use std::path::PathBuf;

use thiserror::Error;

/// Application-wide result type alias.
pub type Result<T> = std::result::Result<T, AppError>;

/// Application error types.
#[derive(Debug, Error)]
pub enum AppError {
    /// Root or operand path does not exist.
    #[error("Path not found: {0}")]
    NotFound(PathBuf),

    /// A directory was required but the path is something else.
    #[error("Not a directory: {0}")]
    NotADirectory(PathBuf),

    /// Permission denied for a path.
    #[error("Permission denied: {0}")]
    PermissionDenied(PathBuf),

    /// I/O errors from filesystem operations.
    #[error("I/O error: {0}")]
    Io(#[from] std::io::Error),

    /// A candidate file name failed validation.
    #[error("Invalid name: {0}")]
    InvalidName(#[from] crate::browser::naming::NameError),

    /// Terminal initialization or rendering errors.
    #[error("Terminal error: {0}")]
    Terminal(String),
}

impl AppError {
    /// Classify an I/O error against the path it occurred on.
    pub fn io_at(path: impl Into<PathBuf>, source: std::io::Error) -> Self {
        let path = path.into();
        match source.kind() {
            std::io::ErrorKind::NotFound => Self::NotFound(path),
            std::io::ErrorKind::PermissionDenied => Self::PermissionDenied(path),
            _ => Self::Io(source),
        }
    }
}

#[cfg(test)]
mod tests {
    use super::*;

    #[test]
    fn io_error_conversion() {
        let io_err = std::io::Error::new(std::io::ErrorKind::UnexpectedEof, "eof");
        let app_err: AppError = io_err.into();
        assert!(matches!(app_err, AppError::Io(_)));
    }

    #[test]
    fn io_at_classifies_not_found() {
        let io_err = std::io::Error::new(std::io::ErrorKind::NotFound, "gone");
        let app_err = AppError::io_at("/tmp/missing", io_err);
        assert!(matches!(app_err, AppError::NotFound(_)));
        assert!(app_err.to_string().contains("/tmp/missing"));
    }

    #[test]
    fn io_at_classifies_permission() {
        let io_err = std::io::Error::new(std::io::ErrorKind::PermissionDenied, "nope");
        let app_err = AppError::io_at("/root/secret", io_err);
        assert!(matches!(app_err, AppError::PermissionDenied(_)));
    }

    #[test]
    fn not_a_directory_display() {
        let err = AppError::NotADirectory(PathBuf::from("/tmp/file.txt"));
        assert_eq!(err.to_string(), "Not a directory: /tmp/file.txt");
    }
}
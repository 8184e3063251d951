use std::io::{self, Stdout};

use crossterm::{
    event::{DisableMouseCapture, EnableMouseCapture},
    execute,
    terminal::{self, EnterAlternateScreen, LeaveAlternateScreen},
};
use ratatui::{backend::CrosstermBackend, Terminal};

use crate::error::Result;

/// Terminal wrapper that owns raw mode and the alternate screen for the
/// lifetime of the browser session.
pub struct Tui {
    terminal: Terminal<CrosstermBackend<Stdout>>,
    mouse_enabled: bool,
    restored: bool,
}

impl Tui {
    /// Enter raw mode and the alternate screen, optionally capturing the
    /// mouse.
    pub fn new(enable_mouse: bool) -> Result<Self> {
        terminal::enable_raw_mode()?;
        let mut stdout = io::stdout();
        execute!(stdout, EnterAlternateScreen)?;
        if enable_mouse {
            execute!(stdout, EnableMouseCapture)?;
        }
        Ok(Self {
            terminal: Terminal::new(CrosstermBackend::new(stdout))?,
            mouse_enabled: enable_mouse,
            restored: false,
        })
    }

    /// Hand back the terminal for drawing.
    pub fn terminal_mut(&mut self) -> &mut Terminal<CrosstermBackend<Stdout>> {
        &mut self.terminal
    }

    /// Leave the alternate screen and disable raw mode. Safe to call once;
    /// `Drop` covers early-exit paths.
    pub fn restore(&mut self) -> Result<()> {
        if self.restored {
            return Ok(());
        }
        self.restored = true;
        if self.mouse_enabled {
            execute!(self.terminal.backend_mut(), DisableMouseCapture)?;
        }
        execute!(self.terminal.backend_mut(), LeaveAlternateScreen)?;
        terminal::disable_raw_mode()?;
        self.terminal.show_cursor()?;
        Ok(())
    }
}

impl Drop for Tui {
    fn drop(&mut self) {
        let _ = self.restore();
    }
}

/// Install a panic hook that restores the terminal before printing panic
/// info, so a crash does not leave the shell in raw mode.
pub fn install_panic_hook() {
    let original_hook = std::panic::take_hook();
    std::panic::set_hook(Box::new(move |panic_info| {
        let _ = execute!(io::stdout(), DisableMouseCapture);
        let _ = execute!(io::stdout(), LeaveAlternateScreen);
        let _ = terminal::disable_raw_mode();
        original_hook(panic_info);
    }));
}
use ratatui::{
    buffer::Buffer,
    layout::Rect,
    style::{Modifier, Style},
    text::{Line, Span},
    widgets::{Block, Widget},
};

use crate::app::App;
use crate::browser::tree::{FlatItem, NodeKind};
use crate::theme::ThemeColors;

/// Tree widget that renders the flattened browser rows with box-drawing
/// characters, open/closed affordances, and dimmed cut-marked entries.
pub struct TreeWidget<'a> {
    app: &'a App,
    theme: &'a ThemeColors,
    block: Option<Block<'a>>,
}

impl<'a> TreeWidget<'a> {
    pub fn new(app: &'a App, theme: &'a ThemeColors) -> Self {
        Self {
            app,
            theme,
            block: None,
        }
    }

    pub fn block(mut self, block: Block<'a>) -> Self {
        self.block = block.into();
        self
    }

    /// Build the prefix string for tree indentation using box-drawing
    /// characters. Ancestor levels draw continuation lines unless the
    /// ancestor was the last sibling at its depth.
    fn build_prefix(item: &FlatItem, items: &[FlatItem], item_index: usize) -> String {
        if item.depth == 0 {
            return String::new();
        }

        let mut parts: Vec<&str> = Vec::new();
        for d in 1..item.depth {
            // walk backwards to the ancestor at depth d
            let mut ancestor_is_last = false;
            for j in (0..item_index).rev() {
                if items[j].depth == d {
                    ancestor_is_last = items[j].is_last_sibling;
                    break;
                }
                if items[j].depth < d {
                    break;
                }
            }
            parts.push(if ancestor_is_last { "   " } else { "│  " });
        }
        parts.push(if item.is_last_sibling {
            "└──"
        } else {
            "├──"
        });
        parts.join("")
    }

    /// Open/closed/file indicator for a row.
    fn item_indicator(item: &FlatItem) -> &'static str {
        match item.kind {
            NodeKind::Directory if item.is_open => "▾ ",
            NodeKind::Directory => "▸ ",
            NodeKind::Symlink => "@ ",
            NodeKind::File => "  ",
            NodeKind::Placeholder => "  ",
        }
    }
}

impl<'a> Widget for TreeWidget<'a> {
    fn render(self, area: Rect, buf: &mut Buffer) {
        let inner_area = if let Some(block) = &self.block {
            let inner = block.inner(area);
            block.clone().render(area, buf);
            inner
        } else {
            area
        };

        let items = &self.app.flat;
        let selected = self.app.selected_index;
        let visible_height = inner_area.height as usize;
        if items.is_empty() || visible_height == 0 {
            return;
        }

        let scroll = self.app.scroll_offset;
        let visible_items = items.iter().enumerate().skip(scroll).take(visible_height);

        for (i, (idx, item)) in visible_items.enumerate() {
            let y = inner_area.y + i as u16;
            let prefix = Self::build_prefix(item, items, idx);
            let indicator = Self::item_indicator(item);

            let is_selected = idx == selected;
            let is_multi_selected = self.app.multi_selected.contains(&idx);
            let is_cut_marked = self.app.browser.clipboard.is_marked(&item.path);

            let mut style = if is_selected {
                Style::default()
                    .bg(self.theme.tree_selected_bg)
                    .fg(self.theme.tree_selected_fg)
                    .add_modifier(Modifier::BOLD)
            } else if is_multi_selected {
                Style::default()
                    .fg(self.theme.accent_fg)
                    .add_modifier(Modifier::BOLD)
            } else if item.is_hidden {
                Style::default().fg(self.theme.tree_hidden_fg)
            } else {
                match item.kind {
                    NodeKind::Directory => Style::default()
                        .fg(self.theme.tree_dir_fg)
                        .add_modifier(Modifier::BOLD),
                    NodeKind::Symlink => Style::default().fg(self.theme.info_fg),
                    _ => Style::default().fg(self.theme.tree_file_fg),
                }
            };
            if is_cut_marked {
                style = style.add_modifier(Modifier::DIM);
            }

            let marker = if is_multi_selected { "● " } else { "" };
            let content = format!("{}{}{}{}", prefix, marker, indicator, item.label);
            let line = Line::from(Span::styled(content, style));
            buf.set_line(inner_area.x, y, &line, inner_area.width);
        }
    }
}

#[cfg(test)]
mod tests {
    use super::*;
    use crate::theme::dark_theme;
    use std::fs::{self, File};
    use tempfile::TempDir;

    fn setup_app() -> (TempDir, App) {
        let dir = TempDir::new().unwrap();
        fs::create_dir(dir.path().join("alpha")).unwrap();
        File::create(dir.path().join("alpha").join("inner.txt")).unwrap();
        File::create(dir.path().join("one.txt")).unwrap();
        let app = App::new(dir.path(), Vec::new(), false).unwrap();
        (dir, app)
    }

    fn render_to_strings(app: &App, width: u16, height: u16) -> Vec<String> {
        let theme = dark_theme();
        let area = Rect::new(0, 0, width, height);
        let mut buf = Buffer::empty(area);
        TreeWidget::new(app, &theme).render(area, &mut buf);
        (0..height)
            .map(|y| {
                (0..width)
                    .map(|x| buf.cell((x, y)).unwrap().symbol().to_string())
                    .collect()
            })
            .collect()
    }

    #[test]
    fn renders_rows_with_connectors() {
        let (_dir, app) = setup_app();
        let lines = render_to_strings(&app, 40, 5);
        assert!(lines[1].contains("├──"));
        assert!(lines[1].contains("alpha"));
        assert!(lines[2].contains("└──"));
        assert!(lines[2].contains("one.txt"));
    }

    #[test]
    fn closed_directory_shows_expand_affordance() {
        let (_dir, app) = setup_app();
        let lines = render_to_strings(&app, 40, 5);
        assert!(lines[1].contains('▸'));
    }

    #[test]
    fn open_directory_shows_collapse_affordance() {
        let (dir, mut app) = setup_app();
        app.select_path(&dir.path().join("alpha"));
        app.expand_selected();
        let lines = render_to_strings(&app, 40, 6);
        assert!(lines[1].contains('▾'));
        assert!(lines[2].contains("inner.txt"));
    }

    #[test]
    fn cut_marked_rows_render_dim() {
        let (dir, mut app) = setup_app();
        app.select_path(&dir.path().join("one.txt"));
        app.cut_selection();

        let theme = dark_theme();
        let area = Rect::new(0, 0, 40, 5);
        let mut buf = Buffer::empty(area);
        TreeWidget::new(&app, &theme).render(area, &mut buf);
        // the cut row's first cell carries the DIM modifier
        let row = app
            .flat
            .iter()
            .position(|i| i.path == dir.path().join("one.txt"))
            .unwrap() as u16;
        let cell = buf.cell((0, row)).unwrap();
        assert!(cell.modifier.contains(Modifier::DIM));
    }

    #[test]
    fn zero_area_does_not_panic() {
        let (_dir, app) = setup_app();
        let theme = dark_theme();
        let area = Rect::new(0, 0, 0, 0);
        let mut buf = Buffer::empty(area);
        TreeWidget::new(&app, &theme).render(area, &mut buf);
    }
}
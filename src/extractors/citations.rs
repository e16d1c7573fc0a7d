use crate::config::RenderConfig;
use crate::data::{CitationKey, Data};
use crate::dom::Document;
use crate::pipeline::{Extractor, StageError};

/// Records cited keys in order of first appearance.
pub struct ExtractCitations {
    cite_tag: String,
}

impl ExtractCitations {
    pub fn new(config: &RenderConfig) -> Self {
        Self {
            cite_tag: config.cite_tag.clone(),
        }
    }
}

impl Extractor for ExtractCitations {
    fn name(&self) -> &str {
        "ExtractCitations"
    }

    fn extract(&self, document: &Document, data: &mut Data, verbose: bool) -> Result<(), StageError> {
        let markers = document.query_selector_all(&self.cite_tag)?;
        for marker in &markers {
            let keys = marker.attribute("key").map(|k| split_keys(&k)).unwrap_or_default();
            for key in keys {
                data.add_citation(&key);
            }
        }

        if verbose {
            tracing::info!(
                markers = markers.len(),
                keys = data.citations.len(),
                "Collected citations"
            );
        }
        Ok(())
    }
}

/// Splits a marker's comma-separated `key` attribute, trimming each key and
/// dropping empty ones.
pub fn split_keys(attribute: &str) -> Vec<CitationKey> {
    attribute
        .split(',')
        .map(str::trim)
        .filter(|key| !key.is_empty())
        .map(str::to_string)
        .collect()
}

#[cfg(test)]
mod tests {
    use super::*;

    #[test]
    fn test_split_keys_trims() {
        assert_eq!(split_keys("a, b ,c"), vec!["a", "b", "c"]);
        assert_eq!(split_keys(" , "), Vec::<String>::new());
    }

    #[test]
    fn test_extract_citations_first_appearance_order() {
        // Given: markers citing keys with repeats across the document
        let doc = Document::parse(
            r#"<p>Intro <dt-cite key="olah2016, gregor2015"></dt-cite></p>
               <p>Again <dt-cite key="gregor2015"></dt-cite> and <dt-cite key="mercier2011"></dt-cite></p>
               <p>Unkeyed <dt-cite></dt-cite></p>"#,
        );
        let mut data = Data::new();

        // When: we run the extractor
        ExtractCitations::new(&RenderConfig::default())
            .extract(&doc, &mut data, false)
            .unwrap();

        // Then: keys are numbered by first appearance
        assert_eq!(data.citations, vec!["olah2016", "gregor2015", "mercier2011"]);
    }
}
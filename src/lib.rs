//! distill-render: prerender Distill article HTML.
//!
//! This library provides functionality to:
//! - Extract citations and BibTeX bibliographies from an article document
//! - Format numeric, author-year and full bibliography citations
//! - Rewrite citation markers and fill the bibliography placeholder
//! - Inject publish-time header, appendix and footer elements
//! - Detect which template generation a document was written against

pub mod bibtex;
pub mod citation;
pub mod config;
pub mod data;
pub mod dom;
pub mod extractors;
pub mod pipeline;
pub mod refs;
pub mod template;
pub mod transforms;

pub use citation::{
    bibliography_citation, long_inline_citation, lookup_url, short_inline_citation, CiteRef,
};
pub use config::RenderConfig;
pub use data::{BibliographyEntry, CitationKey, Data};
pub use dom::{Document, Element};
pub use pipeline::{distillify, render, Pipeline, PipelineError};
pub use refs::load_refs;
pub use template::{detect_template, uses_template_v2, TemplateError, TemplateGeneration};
◆ ◆ ◆ ◆
For every line in the data above that holds "ErrorKind", return the line itself.

◆ Finished exercise
            std::io::ErrorKind::NotFound => Self::NotFound(path),
            std::io::ErrorKind::PermissionDenied => Self::PermissionDenied(path),
        let io_err = std::io::Error::new(std::io::ErrorKind::UnexpectedEof, "eof");
        let io_err = std::io::Error::new(std::io::ErrorKind::NotFound, "gone");
        let io_err = std::io::Error::new(std::io::ErrorKind::PermissionDenied, "nope");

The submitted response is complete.